▶ WHAT IS NEEDED: Return every line of the listing below, unchanged, from its first line to the line holding "pub const fn new(start: i32, end: i32)", that line included.
── INPUT FOR THIS TASK
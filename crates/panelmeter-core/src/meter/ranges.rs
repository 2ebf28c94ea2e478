//! Measurement range table shared by the analog meter, bargraphs, scope
//! and numeric readout.
//!
//! Index 0..4 are current ranges, 5..9 voltage ranges. A range fixes the
//! full-scale value, the display unit, the number of decimals at various
//! label sizes and the colored warning zones on the analog scale.

/// Number of entries in the range table.
pub const RANGE_COUNT: usize = 10;

/// Colored zone on the analog scale, in percent of full deflection.
/// Drawn only when `end > start`.
#[derive(Debug, Clone, Copy, PartialEq, Eq, Default)]
pub struct Zone {
    pub start: i32,
    pub end: i32,
}

impl Zone {
    pub const fn new(start: i32, end: i32) -> Self {
        Self { start, end }
    }

    pub const NONE: Zone = Zone::new(0, 0);

    pub fn is_set(&self) -> bool {
        self.end > self.start
    }
}

#[derive(Debug, Clone, Copy)]
pub struct MeterRange {
    /// Full-scale value in display units.
    pub max_val: f32,
    pub unit: &'static str,
    /// Decimals for the large value readout.
    pub val_decimals: usize,
    /// Decimals for scale endpoint labels.
    pub scale_decimals: usize,
    /// Decimals for the small scope axis labels.
    pub small_decimals: usize,
    pub green: Zone,
    pub orange: Zone,
    pub red: Zone,
}

/// The instrument's fixed range set.
pub const METER_RANGES: [MeterRange; RANGE_COUNT] = [
    // current
    MeterRange {
        max_val: 30.0,
        unit: "mA",
        val_decimals: 1,
        scale_decimals: 0,
        small_decimals: 0,
        green: Zone::new(0, 20),
        orange: Zone::NONE,
        red: Zone::new(90, 100),
    },
    MeterRange {
        max_val: 100.0,
        unit: "mA",
        val_decimals: 0,
        scale_decimals: 0,
        small_decimals: 0,
        green: Zone::new(0, 20),
        orange: Zone::NONE,
        red: Zone::new(90, 100),
    },
    MeterRange {
        max_val: 300.0,
        unit: "mA",
        val_decimals: 0,
        scale_decimals: 0,
        small_decimals: 0,
        green: Zone::new(0, 20),
        orange: Zone::NONE,
        red: Zone::new(90, 100),
    },
    MeterRange {
        max_val: 1.0,
        unit: "A",
        val_decimals: 2,
        scale_decimals: 2,
        small_decimals: 1,
        green: Zone::new(0, 20),
        orange: Zone::NONE,
        red: Zone::new(90, 100),
    },
    MeterRange {
        max_val: 3.0,
        unit: "A",
        val_decimals: 2,
        scale_decimals: 1,
        small_decimals: 1,
        green: Zone::NONE,
        orange: Zone::NONE,
        red: Zone::new(90, 100),
    },
    // voltage
    MeterRange {
        max_val: 1.0,
        unit: "V",
        val_decimals: 2,
        scale_decimals: 2,
        small_decimals: 2,
        green: Zone::NONE,
        orange: Zone::NONE,
        red: Zone::NONE,
    },
    MeterRange {
        max_val: 3.0,
        unit: "V",
        val_decimals: 2,
        scale_decimals: 2,
        small_decimals: 1,
        green: Zone::NONE,
        orange: Zone::NONE,
        red: Zone::NONE,
    },
    MeterRange {
        max_val: 10.0,
        unit: "V",
        val_decimals: 2,
        scale_decimals: 1,
        small_decimals: 0,
        green: Zone::new(45, 55),
        orange: Zone::new(75, 90),
        red: Zone::new(90, 100),
    },
    MeterRange {
        max_val: 30.0,
        unit: "V",
        val_decimals: 1,
        scale_decimals: 0,
        small_decimals: 0,
        green: Zone::NONE,
        orange: Zone::NONE,
        red: Zone::NONE,
    },
    MeterRange {
        max_val: 100.0,
        unit: "V",
        val_decimals: 1,
        scale_decimals: 0,
        small_decimals: 0,
        green: Zone::NONE,
        orange: Zone::NONE,
        red: Zone::NONE,
    },
];

/// Range lookup with a defensive clamp; a stray index falls back to the
/// last entry instead of panicking.
pub fn range(idx: usize) -> &'static MeterRange {
    METER_RANGES.get(idx).unwrap_or(&METER_RANGES[RANGE_COUNT - 1])
}
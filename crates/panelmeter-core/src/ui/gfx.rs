//! Display capability surface consumed by every widget.
//!
//! The instrument draws through the [`Gfx`] trait rather than a concrete
//! driver so the same widget code runs against the RAM framebuffer on
//! hardware, the SDL simulator, and a draw-call-counting mock in tests.
//! Colors are opaque RGB565 values throughout; the core never unpacks them
//! except inside [`alpha_blend`].

use embedded_graphics::pixelcolor::Rgb565;
use embedded_graphics::prelude::*;

extern crate alloc;
use alloc::vec::Vec;

/// Screen-space rectangle with top-left origin.
#[derive(Debug, Clone, Copy, PartialEq, Eq, Default)]
pub struct Rect {
    pub x: i32,
    pub y: i32,
    pub w: i32,
    pub h: i32,
}

impl Rect {
    pub const fn new(x: i32, y: i32, w: i32, h: i32) -> Self {
        Self { x, y, w, h }
    }

    /// Containment test with inclusive far edges.
    ///
    /// `x + w` and `y + h` are hits. This off-by-one is inherited touch
    /// behavior that existing panel layouts rely on; do not tighten it.
    pub fn contains(&self, px: i32, py: i32) -> bool {
        px >= self.x && px <= self.x + self.w && py >= self.y && py <= self.y + self.h
    }

    /// Rectangle shrunk by `d` pixels on every side.
    pub fn inset(&self, d: i32) -> Rect {
        Rect::new(self.x + d, self.y + d, self.w - 2 * d, self.h - 2 * d)
    }

    pub fn center(&self) -> (i32, i32) {
        (self.x + self.w / 2, self.y + self.h / 2)
    }
}

/// Text anchor point, mirroring the nine-position datum convention of
/// classic TFT libraries.
#[derive(Debug, Clone, Copy, PartialEq, Eq, Default)]
pub enum Datum {
    #[default]
    TopLeft,
    TopCentre,
    TopRight,
    MiddleLeft,
    MiddleCentre,
    MiddleRight,
    BottomLeft,
    BottomCentre,
    BottomRight,
}

/// Font selector. Concrete glyph data lives in the [`Gfx`] implementation;
/// the core only needs stable identifiers and rough metrics.
#[derive(Debug, Clone, Copy, PartialEq, Eq, Default)]
pub enum FontId {
    /// Tick labels, keypad keys, axis annotations.
    Small,
    /// Default widget label font.
    #[default]
    Body,
    /// Button captions and tab labels.
    Heading,
    /// Large numeric readout font.
    Value,
}

impl FontId {
    /// Nominal character cell (width, height) in pixels.
    ///
    /// Used for padding-erase boxes and by mocks; implementations with real
    /// glyph data may report exact widths via [`Gfx::text_width`].
    pub const fn char_size(self) -> (i32, i32) {
        match self {
            FontId::Small => (6, 10),
            FontId::Body => (6, 13),
            FontId::Heading => (10, 20),
            FontId::Value => (16, 29),
        }
    }
}

/// Linear blend of two RGB565 colors, `alpha` = 255 selects `fg`.
///
/// Port of the classic per-channel integer blend used by TFT drivers for
/// gradients, dimmed thumbs and greyed-out states.
pub fn alpha_blend(alpha: u8, fg: Rgb565, bg: Rgb565) -> Rgb565 {
    let a = alpha as u32;
    let blend = |f: u8, b: u8| -> u8 { ((f as u32 * a + b as u32 * (255 - a)) / 255) as u8 };
    Rgb565::new(
        blend(fg.r(), bg.r()),
        blend(fg.g(), bg.g()),
        blend(fg.b(), bg.b()),
    )
}

/// Drawing primitives required from a display backend.
///
/// All operations are infallible: widgets target a RAM framebuffer and only
/// the hardware flush can fail, which is handled at the firmware edge.
/// Gradient fills and padded text are provided methods composed from the
/// required primitives so mocks get them for free.
pub trait Gfx {
    fn fill_rect(&mut self, rect: Rect, color: Rgb565);
    fn draw_rect(&mut self, rect: Rect, color: Rgb565);
    fn draw_hline(&mut self, x: i32, y: i32, w: i32, color: Rgb565);
    fn draw_vline(&mut self, x: i32, y: i32, h: i32, color: Rgb565);
    fn draw_line(&mut self, x0: i32, y0: i32, x1: i32, y1: i32, color: Rgb565);
    /// Stroked line of the given width, used for meter needles and clock
    /// hands. Erase by redrawing in the background color.
    fn draw_wide_line(&mut self, x0: i32, y0: i32, x1: i32, y1: i32, width: u32, color: Rgb565);
    fn fill_circle(&mut self, cx: i32, cy: i32, r: i32, color: Rgb565);
    fn draw_circle(&mut self, cx: i32, cy: i32, r: i32, color: Rgb565);
    fn fill_triangle(&mut self, p: [(i32, i32); 3], color: Rgb565);
    fn draw_triangle(&mut self, p: [(i32, i32); 3], color: Rgb565);
    fn fill_round_rect(&mut self, rect: Rect, radius: i32, color: Rgb565);
    fn draw_round_rect(&mut self, rect: Rect, radius: i32, color: Rgb565);

    /// Draw `text` anchored at (`x`, `y`) per `datum`. A background color
    /// makes the glyph cells self-erasing.
    fn draw_text(
        &mut self,
        text: &str,
        x: i32,
        y: i32,
        font: FontId,
        datum: Datum,
        fg: Rgb565,
        bg: Option<Rgb565>,
    );

    /// Snapshot a rectangular pixel region, row-major. Used by modal
    /// overlays to restore whatever they covered.
    fn read_rect(&mut self, rect: Rect) -> Vec<Rgb565>;

    /// Write back a region captured with [`Gfx::read_rect`].
    fn push_rect(&mut self, rect: Rect, pixels: &[Rgb565]);

    /// Pixel width of `text` in `font`. The default uses the nominal cell
    /// width; backends with real glyph data should override.
    fn text_width(&self, text: &str, font: FontId) -> i32 {
        font.char_size().0 * text.chars().count() as i32
    }

    /// Make everything drawn so far visible.
    ///
    /// Blocking interaction loops (drags, modal dialogs) call this each
    /// iteration so the user sees feedback while the main loop's own
    /// flush is suspended. Buffered backends push their dirty region to
    /// the panel here; direct backends do nothing.
    fn present(&mut self) {}

    /// Vertical gradient fill, `top` color fading to `bottom`.
    fn fill_rect_v_gradient(&mut self, rect: Rect, top: Rgb565, bottom: Rgb565) {
        if rect.h <= 1 {
            self.fill_rect(rect, top);
            return;
        }
        for row in 0..rect.h {
            let alpha = (255 - row * 255 / (rect.h - 1)) as u8;
            let color = alpha_blend(alpha, top, bottom);
            self.draw_hline(rect.x, rect.y + row, rect.w, color);
        }
    }

    /// Horizontal gradient fill, `left` color fading to `right`.
    fn fill_rect_h_gradient(&mut self, rect: Rect, left: Rgb565, right: Rgb565) {
        if rect.w <= 1 {
            self.fill_rect(rect, left);
            return;
        }
        for col in 0..rect.w {
            let alpha = (255 - col * 255 / (rect.w - 1)) as u8;
            let color = alpha_blend(alpha, left, right);
            self.draw_vline(rect.x + col, rect.y, rect.h, color);
        }
    }

    /// Draw self-erasing value text: clears a `pad_px`-wide box aligned to
    /// the datum first so a shorter string leaves no stale digits behind.
    fn draw_text_padded(
        &mut self,
        text: &str,
        x: i32,
        y: i32,
        font: FontId,
        datum: Datum,
        fg: Rgb565,
        bg: Rgb565,
        pad_px: i32,
    ) {
        let (_, ch) = font.char_size();
        let bx = match datum {
            Datum::TopLeft | Datum::MiddleLeft | Datum::BottomLeft => x,
            Datum::TopCentre | Datum::MiddleCentre | Datum::BottomCentre => x - pad_px / 2,
            Datum::TopRight | Datum::MiddleRight | Datum::BottomRight => x - pad_px,
        };
        let by = match datum {
            Datum::TopLeft | Datum::TopCentre | Datum::TopRight => y,
            Datum::MiddleLeft | Datum::MiddleCentre | Datum::MiddleRight => y - ch / 2,
            Datum::BottomLeft | Datum::BottomCentre | Datum::BottomRight => y - ch,
        };
        self.fill_rect(Rect::new(bx, by, pad_px, ch), bg);
        self.draw_text(text, x, y, font, datum, fg, Some(bg));
    }
}

#[cfg(test)]
mod tests {
    use super::*;

    #[test]
    fn contains_is_inclusive_on_far_edge() {
        let r = Rect::new(10, 10, 20, 20);
        assert!(r.contains(10, 10));
        assert!(r.contains(30, 30));
        assert!(!r.contains(31, 31));
        assert!(!r.contains(9, 10));
    }

    #[test]
    fn alpha_blend_endpoints() {
        let fg = Rgb565::new(31, 63, 31);
        let bg = Rgb565::new(0, 0, 0);
        assert_eq!(alpha_blend(255, fg, bg), fg);
        assert_eq!(alpha_blend(0, fg, bg), bg);
    }

    #[test]
    fn alpha_blend_midpoint_is_half_scale() {
        let fg = Rgb565::new(30, 62, 30);
        let bg = Rgb565::new(0, 0, 0);
        let mid = alpha_blend(128, fg, bg);
        assert!((14..=16).contains(&mid.r()));
        assert!((30..=32).contains(&mid.g()));
    }
}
────
▶ SOLUTION BELOW:
filename crates/panelmeter-core/src/meter/ranges.rs
repository 2ebf28c94ea2e478
//! Measurement range table shared by the analog meter, bargraphs, scope
//! and numeric readout.
//!
//! Index 0..4 are current ranges, 5..9 voltage ranges. A range fixes the
//! full-scale value, the display unit, the number of decimals at various
//! label sizes and the colored warning zones on the analog scale.

/// Number of entries in the range table.
pub const RANGE_COUNT: usize = 10;

/// Colored zone on the analog scale, in percent of full deflection.
/// Drawn only when `end > start`.
#[derive(Debug, Clone, Copy, PartialEq, Eq, Default)]
pub struct Zone {
    pub start: i32,
    pub end: i32,
}

impl Zone {
    pub const fn new(start: i32, end: i32) -> Self {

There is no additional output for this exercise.